# 6/19 King Mac @ PB pier



## Coconut Joe (Oct 5, 2007)

Yesterday, I got to Pensacola Beach pier around 5pm. Saw lots of bait fish. Wind from the West. I sabakied two elwys for bait. Threw one out and waited with rod in hand. Pulled it in saw some Blue fish tailing bait but no bite. After about thirty minutes, put on a cigar minnow and waited with rod in hand. 10 minutes later WHAM - FISH ON !!! The way it pulled and reel was sing - I knew it wasn't a Spanish. After about 15 min fight, I finally got the Kings head above the water. I called for a gaff/net but no one around had one. I guess you don't need one when your fishing for hardtails.
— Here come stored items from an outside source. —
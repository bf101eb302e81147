//! Dependency-ordered sync stages.
//!
//! Each stage is a free async function over the pool and the catalog seam.
//! Stages never retry; failure isolation is per item in the track stage and
//! per chain elsewhere. Successor tasks are enqueued by the stage that
//! produces their input, so chain order falls out of the queue's
//! predecessor edges.

use serde_json::{json, Value};
use tracing::{info, instrument, warn};
use uuid::Uuid;

use crate::catalog::{CatalogService, FetchSpec};
use crate::db::{self, Pool, TaskSpec};
use crate::error::{SyncError, SyncResult};
use crate::model::{SyncTask, TaskKind};

pub mod stats;

/// Entry point for a full library sync: one playlist-sync task; everything
/// downstream is enqueued by the stages themselves.
pub async fn enqueue_library_sync(pool: &Pool, user_id: i64) -> SyncResult<i64> {
    let id = db::enqueue_task(pool, &TaskSpec::new(TaskKind::SyncPlaylist, user_id))
        .await
        .map_err(SyncError::Other)?;
    Ok(id)
}

/// Stage 1: upsert playlist summaries. If every incoming playlist's remote
/// version matches the persisted one the whole batch is a no-op and the
/// stage exits without writing.
#[instrument(skip_all, fields(task_id = task.id))]
pub async fn sync_playlists(
    pool: &Pool,
    catalog: &dyn CatalogService,
    task: &SyncTask,
) -> SyncResult<Option<Value>> {
    let remote = catalog.playlists(task.user_id, &FetchSpec::all()).await?;

    let mut all_unchanged = !remote.is_empty();
    for playlist in &remote {
        let persisted = db::playlist_version(pool, &playlist.id).await?;
        if persisted.as_deref() != Some(playlist.version.as_str()) {
            all_unchanged = false;
            break;
        }
    }
    if all_unchanged {
        info!(count = remote.len(), "all playlist versions unchanged; skipping batch");
        return Ok(Some(json!({ "unchanged": true, "playlists": remote.len() })));
    }

    let group_key = Uuid::new_v4().to_string();
    let mut chains = 0usize;
    for playlist in &remote {
        let persisted = db::playlist_version(pool, &playlist.id).await?;
        if persisted.as_deref() == Some(playlist.version.as_str()) {
            continue;
        }
        let playlist_id = db::upsert_playlist(pool, task.user_id, playlist).await?;

        // Per-playlist chain, a member of this batch's group. The gate key
        // rides on the sync-tracks task so the stage can tag its fan-out,
        // and on the analyze task so it waits for that fan-out to settle.
        let gate = Uuid::new_v4().to_string();
        db::enqueue_chain(
            pool,
            vec![
                TaskSpec::new(TaskKind::SyncTracks, task.user_id)
                    .external_id(&playlist.id)
                    .ref_id(playlist_id)
                    .after(task.id)
                    .gate(&gate)
                    .group(&group_key),
                TaskSpec::new(TaskKind::Analyze, task.user_id)
                    .external_id(&playlist.id)
                    .ref_id(playlist_id)
                    .gate(&gate)
                    .group(&group_key),
                TaskSpec::new(TaskKind::Compute, task.user_id)
                    .external_id(&playlist.id)
                    .ref_id(playlist_id)
                    .group(&group_key),
            ],
        )
        .await
        .map_err(SyncError::Other)?;
        chains += 1;
    }

    Ok(Some(json!({
        "unchanged": false,
        "playlists": remote.len(),
        "chains": chains,
        "group_key": group_key,
    })))
}

/// Stage 2: per-playlist track sync. Artists and albums are upserted before
/// the track that references them; one item's failure never blocks the rest
/// of the batch.
#[instrument(skip_all, fields(task_id = task.id, playlist_id = task.ref_id))]
pub async fn sync_playlist_tracks(
    pool: &Pool,
    catalog: &dyn CatalogService,
    task: &SyncTask,
) -> SyncResult<Option<Value>> {
    let playlist_id = task
        .ref_id
        .ok_or_else(|| SyncError::Precondition("sync-tracks task without playlist id".into()))?;
    let playlist = db::get_playlist(pool, playlist_id)
        .await?
        .ok_or_else(|| SyncError::Precondition(format!("playlist {playlist_id} not persisted")))?;

    let tracks = catalog
        .playlist_tracks(task.user_id, &playlist.external_id, &FetchSpec::all())
        .await?;

    let mut synced = 0usize;
    let mut failures = 0usize;
    for item in &tracks {
        let res = async {
            let artist_id = match item.artists.first() {
                Some(a) => Some(db::upsert_artist(pool, &a.id, &a.name).await?),
                None => None,
            };
            let album_id = db::upsert_album(pool, &item.album).await?;
            let track_id = db::upsert_track(
                pool,
                &item.id,
                &item.name,
                artist_id,
                Some(album_id),
                item.duration_ms,
                item.popularity,
            )
            .await?;
            db::link_playlist_track(pool, playlist_id, track_id).await?;
            anyhow::Ok((track_id, artist_id))
        }
        .await;

        match res {
            Ok((track_id, artist_id)) => {
                synced += 1;
                // Per-track fan-out; members carry the chain's gate key as
                // their group so the analyze task waits for all of them.
                let mut fetch = TaskSpec::new(TaskKind::FetchFeatures, task.user_id)
                    .external_id(&item.id)
                    .ref_id(track_id);
                if let Some(gate) = &task.gate_key {
                    fetch = fetch.group(gate);
                }
                db::enqueue_task(pool, &fetch).await.map_err(SyncError::Other)?;

                if let (Some(artist_id), Some(artist)) = (artist_id, item.artists.first()) {
                    let mut fetch = TaskSpec::new(TaskKind::FetchArtist, task.user_id)
                        .external_id(&artist.id)
                        .ref_id(artist_id);
                    if let Some(gate) = &task.gate_key {
                        fetch = fetch.group(gate);
                    }
                    db::enqueue_task(pool, &fetch).await.map_err(SyncError::Other)?;
                }
            }
            Err(err) => {
                warn!(?err, track = %item.id, "track upsert failed; continuing batch");
                failures += 1;
            }
        }
    }

    Ok(Some(json!({
        "playlist": playlist.external_id,
        "tracks": tracks.len(),
        "synced": synced,
        "failures": failures,
    })))
}

/// Stage 3a: audio-feature enrichment for one track.
#[instrument(skip_all, fields(task_id = task.id, track_id = task.ref_id))]
pub async fn fetch_track_features(
    pool: &Pool,
    catalog: &dyn CatalogService,
    task: &SyncTask,
) -> SyncResult<Option<Value>> {
    let track_id = task
        .ref_id
        .ok_or_else(|| SyncError::Precondition("fetch-features task without track id".into()))?;
    let external_id = task
        .external_id
        .as_deref()
        .ok_or_else(|| SyncError::Precondition("fetch-features task without external id".into()))?;

    let features = catalog.track_features(task.user_id, external_id).await?;
    db::update_track_features(pool, track_id, &features)
        .await
        .map_err(SyncError::Other)?;
    Ok(Some(json!({ "track": external_id })))
}

/// Stage 3b: artist detail enrichment.
#[instrument(skip_all, fields(task_id = task.id, artist_id = task.ref_id))]
pub async fn fetch_track_artist(
    pool: &Pool,
    catalog: &dyn CatalogService,
    task: &SyncTask,
) -> SyncResult<Option<Value>> {
    let artist_id = task
        .ref_id
        .ok_or_else(|| SyncError::Precondition("fetch-artist task without artist id".into()))?;
    let external_id = task
        .external_id
        .as_deref()
        .ok_or_else(|| SyncError::Precondition("fetch-artist task without external id".into()))?;

    let artist = catalog.artist(task.user_id, external_id).await?;
    db::update_artist_detail(pool, artist_id, &artist.genres, artist.popularity)
        .await
        .map_err(SyncError::Other)?;
    Ok(Some(json!({ "artist": external_id })))
}

/// Stage 4: build the version-scoped analysis and flip the playlist's
/// analyzed flag. Rejects unsynced playlists before any write.
#[instrument(skip_all, fields(task_id = task.id, playlist_id = task.ref_id))]
pub async fn analyze_playlist(pool: &Pool, task: &SyncTask) -> SyncResult<Option<Value>> {
    let playlist_id = task
        .ref_id
        .ok_or_else(|| SyncError::Precondition("analyze task without playlist id".into()))?;
    let playlist = db::get_playlist(pool, playlist_id)
        .await?
        .ok_or_else(|| SyncError::Precondition(format!("playlist {playlist_id} not persisted")))?;
    if !playlist.synced {
        return Err(SyncError::Precondition(format!(
            "playlist {} is not synced; refusing analysis",
            playlist.external_id
        )));
    }
    let version = playlist.version.clone().ok_or_else(|| {
        SyncError::Precondition(format!("playlist {} has no version", playlist.external_id))
    })?;

    let analysis_id = db::get_or_create_analysis(pool, playlist_id, &version)
        .await
        .map_err(SyncError::Other)?;
    let track_ids = db::playlist_track_ids(pool, playlist_id).await?;
    db::attach_analysis_tracks(pool, analysis_id, &track_ids)
        .await
        .map_err(SyncError::Other)?;
    db::mark_playlist_analyzed(pool, playlist_id)
        .await
        .map_err(SyncError::Other)?;

    Ok(Some(json!({
        "analysis_id": analysis_id,
        "version": version,
        "tracks": track_ids.len(),
    })))
}

/// Stage 5: derive aggregate statistics over the analysis's tracks and
/// persist them keyed by (analysis, playlist). Re-running overwrites.
#[instrument(skip_all, fields(task_id = task.id, playlist_id = task.ref_id))]
pub async fn compute_statistics(pool: &Pool, task: &SyncTask) -> SyncResult<Option<Value>> {
    let playlist_id = task
        .ref_id
        .ok_or_else(|| SyncError::Precondition("compute task without playlist id".into()))?;
    let playlist = db::get_playlist(pool, playlist_id)
        .await?
        .ok_or_else(|| SyncError::Precondition(format!("playlist {playlist_id} not persisted")))?;
    let version = playlist.version.clone().ok_or_else(|| {
        SyncError::Precondition(format!("playlist {} has no version", playlist.external_id))
    })?;
    let analysis_id = db::get_analysis(pool, playlist_id, &version)
        .await
        .map_err(SyncError::Other)?
        .ok_or_else(|| {
            SyncError::Precondition(format!(
                "no analysis for playlist {} at version {version}",
                playlist.external_id
            ))
        })?;

    let tracks = db::analysis_track_features(pool, analysis_id)
        .await
        .map_err(SyncError::Other)?;
    let payload = stats::compute(&tracks);
    let computation_id = db::upsert_computation(pool, analysis_id, playlist_id, &payload.to_string())
        .await
        .map_err(SyncError::Other)?;

    Ok(Some(json!({
        "computation_id": computation_id,
        "analysis_id": analysis_id,
        "stats": payload,
    })))
}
I had a hardtail fisherman hold my rod while I tried to bring him up by hand but decided against it because I did not want to loose him. So, I walked him down the pier hoping that a shark did not show up. I finally got it to the beach and a nice guy got the King and we continued walking down the pier/beach. We met at the concession area and he gave memy 1stKing at the pier.The King was 36" and 20lbs. From now on, fishing + pier = ALWAYS bring gaff/net.


----------



## saltfisher1 (Oct 8, 2007)

Great fish and great story...that will be some good eats...Congrats!!!


----------



## vicious circle (Nov 30, 2007)

Nice job.I hope you get many more.


----------



## need2fish (Oct 2, 2007)

Nice job - thanks for the report. Hope you catch many more.


----------



## jigslinger (Sep 30, 2007)

That's pretty bad when no one on the pier has a gaff. Sounds like the hard tail people are winning. Congrats on the king!


----------



## Feel The Need (Oct 5, 2007)

Nice to see people are still willing to help out. Nice fish. Rick


----------



## Snatch it (Feb 17, 2009)

NICE KING !!


----------



## scubasteven (Nov 14, 2007)

"I had a hardtail fisherman hold my rod while I tried to bring him up" I have have a question that I have been pondering since I read this a few days ago.... Why would someone be targeting Hardtail's other than for bait? Is there a market for them or are folks eating them??? Seriously I would like to know, it's been a while since I pier fished; I don't remember anyone being refered to as a "Hardtail" fisherman.



Thanks,



Steven


----------



## Coconut Joe (Oct 5, 2007)

Asian cultures eat hard tails. Local folks here use them as bait.


----------